§ WHAT THIS TASK INVOLVES:
An exact repetition of all the entries that follow is required.

§ DATASET ENTRIES:

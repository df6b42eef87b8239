use encoding_rs::Encoding;

/// Records per bulk insert.
pub const DEFAULT_BATCH_SIZE: usize = 1000;

/// Per-call ingest settings.
#[derive(Debug, Clone)]
pub struct IngestConfig {
    /// Flush threshold; a value of 0 is treated as 1.
    pub batch_size: usize,
    /// Charset assumed when the upload's content type names none.
    pub charset: &'static Encoding,
    /// Longest accepted line in bytes. `None` means unbounded.
    pub max_line_length: Option<usize>,
}

impl Default for IngestConfig {
    fn default() -> Self {
        Self {
            batch_size: DEFAULT_BATCH_SIZE,
            charset: encoding_rs::UTF_8,
            max_line_length: None,
        }
    }
}

impl IngestConfig {
    pub fn with_batch_size(mut self, batch_size: usize) -> Self {
        self.batch_size = batch_size;
        self
    }

    pub fn with_charset(mut self, charset: &'static Encoding) -> Self {
        self.charset = charset;
        self
    }

    /// Resolve a WHATWG label such as "latin1" or "utf-16le".
    pub fn with_charset_label(self, label: &str) -> Option<Self> {
        Encoding::for_label(label.trim().as_bytes()).map(|enc| self.with_charset(enc))
    }

    pub fn with_max_line_length(mut self, max: usize) -> Self {
        self.max_line_length = Some(max);
        self
    }

    pub(crate) fn effective_batch_size(&self) -> usize {
        self.batch_size.max(1)
    }
}
use crate::config::IngestConfig;
use crate::io::{lines, open_upload, UploadedFile};
use crate::record::{looks_like_header, Record};
use crate::store::RecordStore;
use crate::{IngestError, IngestResult, StreamError};
use futures::{Stream, StreamExt};
use std::io::ErrorKind;
use std::path::Path;
use std::time::{Duration, Instant};
use tokio::io::AsyncRead;
use tokio_util::codec::LinesCodecError;
use tracing::{debug, error, info, trace, warn};

/// Counters for one ingest call. Never shared between calls.
#[derive(Debug, Default, Clone, Copy, PartialEq, Eq)]
pub struct IngestTally {
    /// Records the store accepted.
    pub processed: u64,
    /// Records the store refused during per-record fallback.
    pub errors: u64,
    /// Batches handed to the store.
    pub batches: u64,
    /// Batches whose bulk insert failed and were retried row by row.
    pub fallbacks: u64,
}

/// Outcome of a completed upload.
#[derive(Debug, Clone, Copy, PartialEq)]
pub struct IngestReport {
    pub tally: IngestTally,
    pub elapsed: Duration,
}

impl IngestReport {
    pub fn elapsed_ms(&self) -> u64 {
        u64::try_from(self.elapsed.as_millis()).unwrap_or(u64::MAX)
    }

    /// Elapsed seconds rounded to two decimals.
    pub fn elapsed_seconds(&self) -> f64 {
        (self.elapsed_ms() as f64 / 10.0).round() / 100.0
    }
}

/// Store one batch: a single unordered bulk insert, or on any failure one
/// insert per record in batch order.
///
/// Every record ends up counted exactly once, in `processed` or `errors`.
pub async fn flush_batch<S>(store: &S, batch: &[Record], tally: &mut IngestTally)
where
    S: RecordStore + ?Sized,
{
    if batch.is_empty() {
        return;
    }
    tally.batches += 1;

    match store.insert_many(batch).await {
        Ok(()) => {
            tally.processed += batch.len() as u64;
            trace!(size = batch.len(), "batch stored");
        }
        Err(e) => {
            tally.fallbacks += 1;
            warn!(
                size = batch.len(),
                error = %e,
                "bulk insert failed, inserting records one by one"
            );
            for record in batch {
                match store.insert_one(record).await {
                    Ok(()) => tally.processed += 1,
                    Err(e) => {
                        tally.errors += 1;
                        error!(
                            id = record.id,
                            email = %record.email,
                            error = %e,
                            "failed to insert record"
                        );
                    }
                }
            }
        }
    }
}

/// Drive a line stream through header detection, parsing and batching.
///
/// Stops at the first stream error. Rows already flushed stay counted in
/// `tally`; rows still waiting in the open batch are not stored.
pub async fn ingest_lines<L, S>(
    mut lines: L,
    store: &S,
    config: &IngestConfig,
    tally: &mut IngestTally,
) -> Result<(), StreamError>
where
    L: Stream<Item = Result<String, LinesCodecError>> + Unpin,
    S: RecordStore + ?Sized,
{
    let batch_size = config.effective_batch_size();
    let mut batch: Vec<Record> = Vec::with_capacity(batch_size);
    let mut line_no = 0u64;

    while let Some(next) = lines.next().await {
        line_no += 1;
        let line = next.map_err(|e| match e {
            LinesCodecError::MaxLineLengthExceeded => StreamError::LineTooLong { line: line_no },
            LinesCodecError::Io(e) => StreamError::Io(e),
        })?;

        if line_no == 1 && looks_like_header(&line) {
            debug!("skipping header line");
            continue;
        }
        if line.trim().is_empty() {
            continue;
        }

        let Some(record) = Record::from_line(&line) else {
            trace!(line = line_no, "dropping short row");
            continue;
        };
        batch.push(record);

        if batch.len() >= batch_size {
            flush_batch(store, &batch, tally).await;
            batch.clear();
        }
    }

    flush_batch(store, &batch, tally).await;
    Ok(())
}

/// [`ingest_lines`] over an already decoded reader.
pub async fn ingest_reader<R, S>(
    reader: R,
    store: &S,
    config: &IngestConfig,
    tally: &mut IngestTally,
) -> Result<(), StreamError>
where
    R: AsyncRead + Unpin,
    S: RecordStore + ?Sized,
{
    ingest_lines(lines(reader, config.max_line_length), store, config, tally).await
}

/// Ingest one uploaded file and delete it afterwards.
///
/// Row and batch failures are absorbed into the tally. Only a broken stream
/// (unreadable file, corrupt compression, oversized line) fails the call, and
/// the temporary file is removed in that case too. Bytes that do not decode
/// in the upload's charset become U+FFFD rather than failing it.
#[tracing::instrument(skip_all, fields(path = tracing::field::Empty))]
pub async fn ingest_upload<S>(
    store: &S,
    upload: Option<&UploadedFile>,
    config: &IngestConfig,
) -> IngestResult<IngestReport>
where
    S: RecordStore + ?Sized,
{
    let started = Instant::now();
    let upload = upload.ok_or(IngestError::MissingFile)?;
    tracing::Span::current().record("path", tracing::field::display(upload.path.display()));

    let mut tally = IngestTally::default();
    let outcome = match open_upload(upload, config.charset).await {
        Ok(reader) => ingest_reader(reader, store, config, &mut tally).await,
        Err(e) => Err(e),
    };
    remove_upload(&upload.path).await;

    match outcome {
        Ok(()) => {
            let report = IngestReport {
                tally,
                elapsed: started.elapsed(),
            };
            info!(
                processed = tally.processed,
                errors = tally.errors,
                batches = tally.batches,
                fallbacks = tally.fallbacks,
                elapsed_ms = report.elapsed_ms(),
                "upload ingested"
            );
            Ok(report)
        }
        Err(source) => {
            error!(
                error = %source,
                processed = tally.processed,
                errors = tally.errors,
                "upload ingest aborted"
            );
            Err(IngestError::Stream { source, tally })
        }
    }
}

/// Best-effort removal of the temporary upload. Never fails the call.
async fn remove_upload(path: &Path) {
    match tokio::fs::remove_file(path).await {
        Ok(()) => debug!(path = %path.display(), "temporary upload removed"),
        Err(e) if e.kind() == ErrorKind::NotFound => {}
        Err(e) => warn!(
            path = %path.display(),
            error = %e,
            "failed to remove temporary upload"
        ),
    }
}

§ SOLUTION FOR THIS EXERCISE:
repository df6b42eef87b8239
use encoding_rs::Encoding;

/// Records per bulk insert.
pub const DEFAULT_BATCH_SIZE: usize = 1000;

/// Per-call ingest settings.
#[derive(Debug, Clone)]
pub struct IngestConfig {
    /// Flush threshold; a value of 0 is treated as 1.
    pub batch_size: usize,
    /// Charset assumed when the upload's content type names none.
    pub charset: &'static Encoding,
    /// Longest accepted line in bytes. `None` means unbounded.
    pub max_line_length: Option<usize>,
}

impl Default for IngestConfig {
    fn default() -> Self {
        Self {
            batch_size: DEFAULT_BATCH_SIZE,
            charset: encoding_rs::UTF_8,
            max_line_length: None,
        }
    }
}

impl IngestConfig {
    pub fn with_batch_size(mut self, batch_size: usize) -> Self {
        self.batch_size = batch_size;
        self
    }

    pub fn with_charset(mut self, charset: &'static Encoding) -> Self {
        self.charset = charset;
        self
    }

    /// Resolve a WHATWG label such as "latin1" or "utf-16le".
    pub fn with_charset_label(self, label: &str) -> Option<Self> {
        Encoding::for_label(label.trim().as_bytes()).map(|enc| self.with_charset(enc))
    }

    pub fn with_max_line_length(mut self, max: usize) -> Self {
        self.max_line_length = Some(max);
        self
    }

    pub(crate) fn effective_batch_size(&self) -> usize {
        self.batch_size.max(1)
    }
}
use crate::config::IngestConfig;
use crate::io::{lines, open_upload, UploadedFile};
use crate::record::{looks_like_header, Record};
use crate::store::RecordStore;
use crate::{IngestError, IngestResult, StreamError};
use futures::{Stream, StreamExt};
use std::io::ErrorKind;
use std::path::Path;
use std::time::{Duration, Instant};
use tokio::io::AsyncRead;
use tokio_util::codec::LinesCodecError;
use tracing::{debug, error, info, trace, warn};

/// Counters for one ingest call. Never shared between calls.
#[derive(Debug, Default, Clone, Copy, PartialEq, Eq)]
pub struct IngestTally {
    /// Records the store accepted.
    pub processed: u64,
    /// Records the store refused during per-record fallback.
    pub errors: u64,
    /// Batches handed to the store.
    pub batches: u64,
    /// Batches whose bulk insert failed and were retried row by row.
    pub fallbacks: u64,
}

/// Outcome of a completed upload.
#[derive(Debug, Clone, Copy, PartialEq)]
pub struct IngestReport {
    pub tally: IngestTally,
    pub elapsed: Duration,
}

impl IngestReport {
    pub fn elapsed_ms(&self) -> u64 {
        u64::try_from(self.elapsed.as_millis()).unwrap_or(u64::MAX)
    }

    /// Elapsed seconds rounded to two decimals.
    pub fn elapsed_seconds(&self) -> f64 {
        (self.elapsed_ms() as f64 / 10.0).round() / 100.0
    }
}

/// Store one batch: a single unordered bulk insert, or on any failure one
/// insert per record in batch order.
///
/// Every record ends up counted exactly once, in `processed` or `errors`.
pub async fn flush_batch<S>(store: &S, batch: &[Record], tally: &mut IngestTally)
where
    S: RecordStore + ?Sized,
{
    if batch.is_empty() {
        return;
    }
    tally.batches += 1;

    match store.insert_many(batch).await {
        Ok(()) => {
            tally.processed += batch.len() as u64;
            trace!(size = batch.len(), "batch stored");
        }
        Err(e) => {
            tally.fallbacks += 1;
            warn!(
                size = batch.len(),
                error = %e,
                "bulk insert failed, inserting records one by one"
            );
            for record in batch {
                match store.insert_one(record).await {
                    Ok(()) => tally.processed += 1,
                    Err(e) => {
                        tally.errors += 1;
                        error!(
                            id = record.id,
                            email = %record.email,
                            error = %e,
                            "failed to insert record"
                        );
                    }
                }
            }
        }
    }
}

/// Drive a line stream through header detection, parsing and batching.
///
/// Stops at the first stream error. Rows already flushed stay counted in
/// `tally`; rows still waiting in the open batch are not stored.
pub async fn ingest_lines<L, S>(
    mut lines: L,
    store: &S,
    config: &IngestConfig,
    tally: &mut IngestTally,
) -> Result<(), StreamError>
where
    L: Stream<Item = Result<String, LinesCodecError>> + Unpin,
    S: RecordStore + ?Sized,
{
    let batch_size = config.effective_batch_size();
    let mut batch: Vec<Record> = Vec::with_capacity(batch_size);
    let mut line_no = 0u64;

    while let Some(next) = lines.next().await {
        line_no += 1;
        let line = next.map_err(|e| match e {
            LinesCodecError::MaxLineLengthExceeded => StreamError::LineTooLong { line: line_no },
            LinesCodecError::Io(e) => StreamError::Io(e),
        })?;

        if line_no == 1 && looks_like_header(&line) {
            debug!("skipping header line");
            continue;
        }
        if line.trim().is_empty() {
            continue;
        }

        let Some(record) = Record::from_line(&line) else {
            trace!(line = line_no, "dropping short row");
            continue;
        };
        batch.push(record);

        if batch.len() >= batch_size {
            flush_batch(store, &batch, tally).await;
            batch.clear();
        }
    }

    flush_batch(store, &batch, tally).await;
    Ok(())
}

/// [`ingest_lines`] over an already decoded reader.
pub async fn ingest_reader<R, S>(
    reader: R,
    store: &S,
    config: &IngestConfig,
    tally: &mut IngestTally,
) -> Result<(), StreamError>
where
    R: AsyncRead + Unpin,
    S: RecordStore + ?Sized,
{
    ingest_lines(lines(reader, config.max_line_length), store, config, tally).await
}

/// Ingest one uploaded file and delete it afterwards.
///
/// Row and batch failures are absorbed into the tally. Only a broken stream
/// (unreadable file, corrupt compression, oversized line) fails the call, and
/// the temporary file is removed in that case too. Bytes that do not decode
/// in the upload's charset become U+FFFD rather than failing it.
#[tracing::instrument(skip_all, fields(path = tracing::field::Empty))]
pub async fn ingest_upload<S>(
    store: &S,
    upload: Option<&UploadedFile>,
    config: &IngestConfig,
) -> IngestResult<IngestReport>
where
    S: RecordStore + ?Sized,
{
    let started = Instant::now();
    let upload = upload.ok_or(IngestError::MissingFile)?;
    tracing::Span::current().record("path", tracing::field::display(upload.path.display()));

    let mut tally = IngestTally::default();
    let outcome = match open_upload(upload, config.charset).await {
        Ok(reader) => ingest_reader(reader, store, config, &mut tally).await,
        Err(e) => Err(e),
    };
    remove_upload(&upload.path).await;

    match outcome {
        Ok(()) => {
            let report = IngestReport {
                tally,
                elapsed: started.elapsed(),
            };
            info!(
                processed = tally.processed,
                errors = tally.errors,
                batches = tally.batches,
                fallbacks = tally.fallbacks,
                elapsed_ms = report.elapsed_ms(),
                "upload ingested"
            );
            Ok(report)
        }
        Err(source) => {
            error!(
                error = %source,
                processed = tally.processed,
                errors = tally.errors,
                "upload ingest aborted"
            );
            Err(IngestError::Stream { source, tally })
        }
    }
}

/// Best-effort removal of the temporary upload. Never fails the call.
async fn remove_upload(path: &Path) {
    match tokio::fs::remove_file(path).await {
        Ok(()) => debug!(path = %path.display(), "temporary upload removed"),
        Err(e) if e.kind() == ErrorKind::NotFound => {}
        Err(e) => warn!(
            path = %path.display(),
            error = %e,
            "failed to remove temporary upload"
        ),
    }
}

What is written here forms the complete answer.